2. ID.; ID.; ID.; CASE AT BAR. — The deceased here was a bully of known violent character and, although himself unarmed, he attempted to take from the accused a bolo, the only means of defense possessed by the latter. The court observed that under the circumstances it would have been an act of suicide on the part of the accused to allow the bolo to pass into the hands of his antagonist.
This appeal has been brought to reverse a judgment of the Court of First Instance of the Province of Occidental Misamis, finding the appellant, Julian Sumicad, guilty of the offense of homicide and sentencing him to undergo imprisonment for twelve years and one day, reclusion temporal, and requiring him to indemnify the family of the deceased in the amount of P1,000, as well as to pay the costs of prosecution.
On February 23, 1931, the accused, a resident of Buenavoluntad, in the municipality of Plaridel, Occidental Misamis, was engaged with others in the gratuitous labor of hauling logs for the construction of a chapel in the barrio above-mentioned.
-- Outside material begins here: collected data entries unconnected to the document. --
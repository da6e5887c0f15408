//! In-memory environment

use std::sync::atomic::{AtomicU64, Ordering};

use parking_lot::Mutex;

use super::{EnvEvent, EnvListener, Environment, ListenerId, Location};

#[derive(Default)]
struct History {
    entries: Vec<String>,
    index: usize,
}

/// Session history kept in memory
///
/// Behaves like a browser tab: pushing truncates forward history, `go`
/// fires `PopState` (and `HashChange` when the fragment differs), and
/// programmatic pushes fire nothing.
///
/// # Examples
///
/// ```
/// use rhtmx_client_router::env::{Environment, MemoryEnvironment};
///
/// let env = MemoryEnvironment::new("http://localhost/");
/// env.push_state("http://localhost/about");
/// env.go(-1);
/// assert_eq!(env.href(), "http://localhost/");
/// env.go(1);
/// assert_eq!(env.href(), "http://localhost/about");
/// ```
pub struct MemoryEnvironment {
    history: Mutex<History>,
    listeners: Mutex<Vec<(ListenerId, EnvEvent, EnvListener)>>,
    next_id: AtomicU64,
}

impl MemoryEnvironment {
    pub fn new(initial_url: impl Into<String>) -> Self {
        Self {
            history: Mutex::new(History {
                entries: vec![initial_url.into()],
                index: 0,
            }),
            listeners: Mutex::new(Vec::new()),
            next_id: AtomicU64::new(1),
        }
    }

    /// Every history entry, oldest first
    pub fn entries(&self) -> Vec<String> {
        self.history.lock().entries.clone()
    }

    pub fn index(&self) -> usize {
        self.history.lock().index
    }

    pub fn listener_count(&self) -> usize {
        self.listeners.lock().len()
    }

    /// Simulates the user editing the fragment (`location.hash = ...`)
    ///
    /// Pushes a new entry and fires `PopState` then `HashChange`.
    pub fn set_hash(&self, fragment: &str) {
        let href = {
            let mut history = self.history.lock();
            let current = history.entries[history.index].clone();
            let base = current.split('#').next().unwrap_or(&current);
            let href = format!("{}#{}", base, fragment.trim_start_matches('#'));
            push_entry(&mut history, href.clone());
            href
        };

        self.emit(EnvEvent::PopState, &href);
        self.emit(EnvEvent::HashChange, &href);
    }

    fn emit(&self, event: EnvEvent, href: &str) {
        // Listeners may navigate or unsubscribe, so never call them under the lock
        let listeners: Vec<EnvListener> = self
            .listeners
            .lock()
            .iter()
            .filter(|(_, e, _)| *e == event)
            .map(|(_, _, listener)| listener.clone())
            .collect();

        for listener in listeners {
            listener(href);
        }
    }
}

impl Default for MemoryEnvironment {
    fn default() -> Self {
        Self::new("http://localhost/")
    }
}

fn push_entry(history: &mut History, href: String) {
    let keep = history.index + 1;
    history.entries.truncate(keep);
    history.entries.push(href);
    history.index = history.entries.len() - 1;
}

fn fragment_of(href: &str) -> Option<String> {
    Location::parse(href).ok().map(|loc| loc.hash)
}

impl Environment for MemoryEnvironment {
    fn href(&self) -> String {
        let history = self.history.lock();
        history.entries[history.index].clone()
    }

    fn push_state(&self, url: &str) {
        push_entry(&mut self.history.lock(), url.to_string());
    }

    fn replace_state(&self, url: &str) {
        let mut history = self.history.lock();
        let index = history.index;
        history.entries[index] = url.to_string();
    }

    fn go(&self, delta: isize) {
        let (before, after) = {
            let mut history = self.history.lock();
            let last = history.entries.len() as isize - 1;
            let target = (history.index as isize + delta).clamp(0, last) as usize;
            if target == history.index {
                return;
            }
            let before = history.entries[history.index].clone();
            history.index = target;
            (before, history.entries[target].clone())
        };

        self.emit(EnvEvent::PopState, &after);
        if fragment_of(&before) != fragment_of(&after) {
            self.emit(EnvEvent::HashChange, &after);
        }
    }

    fn add_listener(&self, event: EnvEvent, listener: EnvListener) -> ListenerId {
        let id = ListenerId(self.next_id.fetch_add(1, Ordering::Relaxed));
        self.listeners.lock().push((id, event, listener));
        id
    }

    fn remove_listener(&self, id: ListenerId) {
        self.listeners.lock().retain(|(existing, _, _)| *existing != id);
    }
}

#[cfg(test)]
mod tests {
    use super::*;
    use std::sync::Arc;

    fn recorder(env: &MemoryEnvironment, event: EnvEvent) -> Arc<Mutex<Vec<String>>> {
        let seen = Arc::new(Mutex::new(Vec::new()));
        let sink = seen.clone();
        env.add_listener(
            event,
            Arc::new(move |href: &str| sink.lock().push(href.to_string())),
        );
        seen
    }

    #[test]
    fn test_push_truncates_forward_history() {
        let env = MemoryEnvironment::new("http://localhost/");
        env.push_state("http://localhost/a");
        env.push_state("http://localhost/b");
        env.go(-2);
        env.push_state("http://localhost/c");
        assert_eq!(
            env.entries(),
            vec!["http://localhost/", "http://localhost/c"]
        );
        assert_eq!(env.index(), 1);
    }

    #[test]
    fn test_replace_keeps_length() {
        let env = MemoryEnvironment::default();
        env.replace_state("http://localhost/x");
        assert_eq!(env.entries(), vec!["http://localhost/x"]);
    }

    #[test]
    fn test_programmatic_changes_are_silent() {
        let env = MemoryEnvironment::default();
        let pops = recorder(&env, EnvEvent::PopState);
        env.push_state("http://localhost/a");
        env.replace_state("http://localhost/b");
        assert!(pops.lock().is_empty());
    }

    #[test]
    fn test_go_fires_popstate_and_clamps() {
        let env = MemoryEnvironment::default();
        let pops = recorder(&env, EnvEvent::PopState);
        env.push_state("http://localhost/a");

        env.go(-5);
        assert_eq!(env.href(), "http://localhost/");
        env.go(-1);
        env.go(10);
        assert_eq!(env.href(), "http://localhost/a");
        assert_eq!(
            *pops.lock(),
            vec!["http://localhost/", "http://localhost/a"]
        );
    }

    #[test]
    fn test_hash_change_only_when_fragment_differs() {
        let env = MemoryEnvironment::new("http://localhost/#/a");
        let hashes = recorder(&env, EnvEvent::HashChange);
        env.set_hash("/b");
        env.push_state("http://localhost/other#/b");
        env.go(-1);
        env.go(-1);

        assert_eq!(
            *hashes.lock(),
            vec!["http://localhost/#/b", "http://localhost/#/a"]
        );
    }

    #[test]
    fn test_remove_listener() {
        let env = MemoryEnvironment::default();
        let id = env.add_listener(EnvEvent::PopState, Arc::new(|_: &str| {}));
        env.add_listener(EnvEvent::PopState, Arc::new(|_: &str| {}));
        env.remove_listener(id);
        assert_eq!(env.listener_count(), 1);
    }
}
At about 5.30 o’clock in the afternoon on the day mentioned, when the laborers were resting from the work of the day, one Segundo Cubol happened to pass the place where the accused was sitting. Prior to this date the accused had rendered five and one-half days service to Cubol, and as the latter passed, the accused said to him, "Segundo, pay me for the five and one-half days work for which you owe me." Cubol replied, "What debt!," an exclamation which was followed by an insulting expression. At the same time he struck the accused with his fist. The accused arose from the log upon which he was sitting and moved backward, trying to escape, but Cubol pursued him and continued striking him with his fists. As the accused receded he found himself cornered by a pile of logs, the wings of which extended out on either side, effectually preventing any further retreat. As Cubol pressed upon him, the accused drew his bolo and delivered a blow on Cubol’s right shoulder. Upon this Cubol lunged at the accused with the evident intention of wresting the bolo from the accused. To prevent this the accused struck two other blows with the bolo, inflicting two deep cuts on Cubol’s forehead above the left eye. One of these blows broke through the cranium. The other made a cut extending from the left eyebrow to the nose and upper lip. Upon receiving these wounds, Cubol gave down and crawled away, finding a seat on a log nearby. A witness, named Francisco Villegas, who came up in a moment, after learning something about the matter, asked Cubol whether he had struck the accused blows with his fist. Cubol replied that he had. The witness Villegas then turned to the accused, who was standing a short distance away, and told him to put up his bolo and go to the poblacion. Acting upon this suggestion the accused immediately repaired to the office of the justice of the peace and surrendered himself to the authorities. Cubol lived only an hour or so, and died from the effect of the wounds received. In one of the pockets of the deceased a knife was found, and the accused testified that, when he struck the deceased with his bolo, the latter was attempting to draw a knife from his pocket.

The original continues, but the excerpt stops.